-- REQUIREMENT --
Your answer must be every line of the data that contains "clone".

-- LISTED RECORDS --

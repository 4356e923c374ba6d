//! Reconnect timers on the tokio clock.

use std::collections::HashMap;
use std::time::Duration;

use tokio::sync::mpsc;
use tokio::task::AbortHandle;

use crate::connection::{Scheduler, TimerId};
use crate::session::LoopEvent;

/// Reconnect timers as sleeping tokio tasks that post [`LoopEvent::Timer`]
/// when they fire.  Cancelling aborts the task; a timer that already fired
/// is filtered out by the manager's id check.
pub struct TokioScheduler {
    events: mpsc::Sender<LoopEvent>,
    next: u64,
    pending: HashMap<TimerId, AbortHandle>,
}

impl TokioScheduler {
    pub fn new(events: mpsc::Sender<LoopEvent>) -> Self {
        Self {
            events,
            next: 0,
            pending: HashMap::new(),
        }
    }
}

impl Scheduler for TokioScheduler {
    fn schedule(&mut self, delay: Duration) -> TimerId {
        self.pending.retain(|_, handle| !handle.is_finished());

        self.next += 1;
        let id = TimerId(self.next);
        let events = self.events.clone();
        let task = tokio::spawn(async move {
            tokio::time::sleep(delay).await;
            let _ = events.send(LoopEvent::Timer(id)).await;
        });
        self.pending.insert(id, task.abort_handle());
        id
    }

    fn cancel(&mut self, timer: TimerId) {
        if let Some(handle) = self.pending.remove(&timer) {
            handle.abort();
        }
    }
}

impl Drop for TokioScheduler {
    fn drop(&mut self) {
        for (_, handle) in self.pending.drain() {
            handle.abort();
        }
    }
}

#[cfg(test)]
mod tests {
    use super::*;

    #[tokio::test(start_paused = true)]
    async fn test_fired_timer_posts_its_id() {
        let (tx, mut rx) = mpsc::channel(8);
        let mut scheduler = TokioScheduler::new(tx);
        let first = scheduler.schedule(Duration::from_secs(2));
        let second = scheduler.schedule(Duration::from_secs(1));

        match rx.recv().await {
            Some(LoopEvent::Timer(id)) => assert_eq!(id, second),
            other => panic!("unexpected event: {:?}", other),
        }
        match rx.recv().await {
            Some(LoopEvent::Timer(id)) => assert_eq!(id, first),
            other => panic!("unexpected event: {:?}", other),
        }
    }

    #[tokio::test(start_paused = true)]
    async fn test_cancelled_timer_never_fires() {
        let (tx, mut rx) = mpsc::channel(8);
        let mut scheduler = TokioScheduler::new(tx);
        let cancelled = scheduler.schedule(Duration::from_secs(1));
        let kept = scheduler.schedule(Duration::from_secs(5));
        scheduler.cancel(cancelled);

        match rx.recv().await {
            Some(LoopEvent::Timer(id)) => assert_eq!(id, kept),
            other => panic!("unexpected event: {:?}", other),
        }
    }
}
---
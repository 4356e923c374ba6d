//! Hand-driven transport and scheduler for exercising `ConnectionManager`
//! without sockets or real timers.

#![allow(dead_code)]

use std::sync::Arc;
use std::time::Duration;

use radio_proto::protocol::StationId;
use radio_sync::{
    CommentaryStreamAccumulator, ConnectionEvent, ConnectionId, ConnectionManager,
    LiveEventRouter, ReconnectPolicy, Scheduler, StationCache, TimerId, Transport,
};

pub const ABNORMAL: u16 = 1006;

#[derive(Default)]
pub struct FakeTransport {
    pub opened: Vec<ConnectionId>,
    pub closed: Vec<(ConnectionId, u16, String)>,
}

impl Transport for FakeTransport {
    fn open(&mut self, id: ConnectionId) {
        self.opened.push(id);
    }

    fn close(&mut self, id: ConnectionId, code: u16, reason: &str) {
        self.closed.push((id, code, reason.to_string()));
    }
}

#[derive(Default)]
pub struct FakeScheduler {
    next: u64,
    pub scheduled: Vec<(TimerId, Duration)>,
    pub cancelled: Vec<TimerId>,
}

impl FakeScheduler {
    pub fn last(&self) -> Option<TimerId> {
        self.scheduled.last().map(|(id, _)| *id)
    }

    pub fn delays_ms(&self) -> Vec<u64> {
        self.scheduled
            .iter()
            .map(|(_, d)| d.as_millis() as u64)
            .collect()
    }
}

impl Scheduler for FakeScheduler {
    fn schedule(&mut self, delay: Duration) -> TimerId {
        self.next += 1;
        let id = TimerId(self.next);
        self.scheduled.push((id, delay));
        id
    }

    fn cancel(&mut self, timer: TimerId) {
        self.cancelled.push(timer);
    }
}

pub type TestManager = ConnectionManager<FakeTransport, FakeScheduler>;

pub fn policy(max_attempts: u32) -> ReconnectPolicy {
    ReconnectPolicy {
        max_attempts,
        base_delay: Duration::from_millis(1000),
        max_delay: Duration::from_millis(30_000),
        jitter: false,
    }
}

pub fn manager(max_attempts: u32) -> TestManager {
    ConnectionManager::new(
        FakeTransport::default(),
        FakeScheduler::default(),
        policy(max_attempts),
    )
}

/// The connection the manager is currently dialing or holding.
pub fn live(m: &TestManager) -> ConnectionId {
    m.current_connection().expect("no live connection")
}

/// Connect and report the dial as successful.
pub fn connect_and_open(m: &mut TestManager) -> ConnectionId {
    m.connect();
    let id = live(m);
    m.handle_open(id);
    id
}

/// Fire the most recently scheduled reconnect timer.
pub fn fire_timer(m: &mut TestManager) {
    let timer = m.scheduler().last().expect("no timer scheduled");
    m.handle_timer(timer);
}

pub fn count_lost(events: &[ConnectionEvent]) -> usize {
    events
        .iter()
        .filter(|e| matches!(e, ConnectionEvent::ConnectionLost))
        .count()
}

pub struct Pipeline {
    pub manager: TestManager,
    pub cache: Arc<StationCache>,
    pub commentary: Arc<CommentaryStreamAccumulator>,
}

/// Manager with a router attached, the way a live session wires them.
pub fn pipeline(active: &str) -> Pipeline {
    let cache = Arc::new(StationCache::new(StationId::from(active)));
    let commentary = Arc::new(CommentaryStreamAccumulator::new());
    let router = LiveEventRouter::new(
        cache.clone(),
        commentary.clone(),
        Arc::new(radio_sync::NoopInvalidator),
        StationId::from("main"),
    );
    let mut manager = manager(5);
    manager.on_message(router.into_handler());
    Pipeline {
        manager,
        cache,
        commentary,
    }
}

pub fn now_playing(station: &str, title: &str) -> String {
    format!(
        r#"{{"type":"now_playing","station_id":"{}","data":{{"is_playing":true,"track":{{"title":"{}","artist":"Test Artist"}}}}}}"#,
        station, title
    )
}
==
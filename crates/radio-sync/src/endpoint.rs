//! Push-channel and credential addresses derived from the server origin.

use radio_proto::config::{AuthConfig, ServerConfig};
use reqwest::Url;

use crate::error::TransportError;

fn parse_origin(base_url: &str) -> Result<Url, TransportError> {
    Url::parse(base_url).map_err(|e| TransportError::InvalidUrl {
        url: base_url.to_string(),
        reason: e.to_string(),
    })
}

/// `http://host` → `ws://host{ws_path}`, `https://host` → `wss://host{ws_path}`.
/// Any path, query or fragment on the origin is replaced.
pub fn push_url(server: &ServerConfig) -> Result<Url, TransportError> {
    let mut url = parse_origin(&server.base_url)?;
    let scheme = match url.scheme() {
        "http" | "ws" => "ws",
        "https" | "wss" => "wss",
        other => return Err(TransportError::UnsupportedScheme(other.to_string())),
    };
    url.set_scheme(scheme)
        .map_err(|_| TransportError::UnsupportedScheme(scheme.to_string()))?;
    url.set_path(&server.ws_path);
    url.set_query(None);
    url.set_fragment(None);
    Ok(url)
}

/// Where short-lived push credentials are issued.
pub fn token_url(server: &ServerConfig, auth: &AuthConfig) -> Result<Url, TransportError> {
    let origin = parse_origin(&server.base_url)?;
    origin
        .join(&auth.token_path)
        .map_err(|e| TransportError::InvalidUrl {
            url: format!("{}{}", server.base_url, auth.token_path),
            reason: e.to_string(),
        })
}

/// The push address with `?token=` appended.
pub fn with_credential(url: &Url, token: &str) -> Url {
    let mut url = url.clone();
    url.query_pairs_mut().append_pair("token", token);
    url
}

-- REPLY TO THE EXERCISE --
        let events = self.events.clone();
        cache.clone(),
        commentary.clone(),
    let mut url = url.clone();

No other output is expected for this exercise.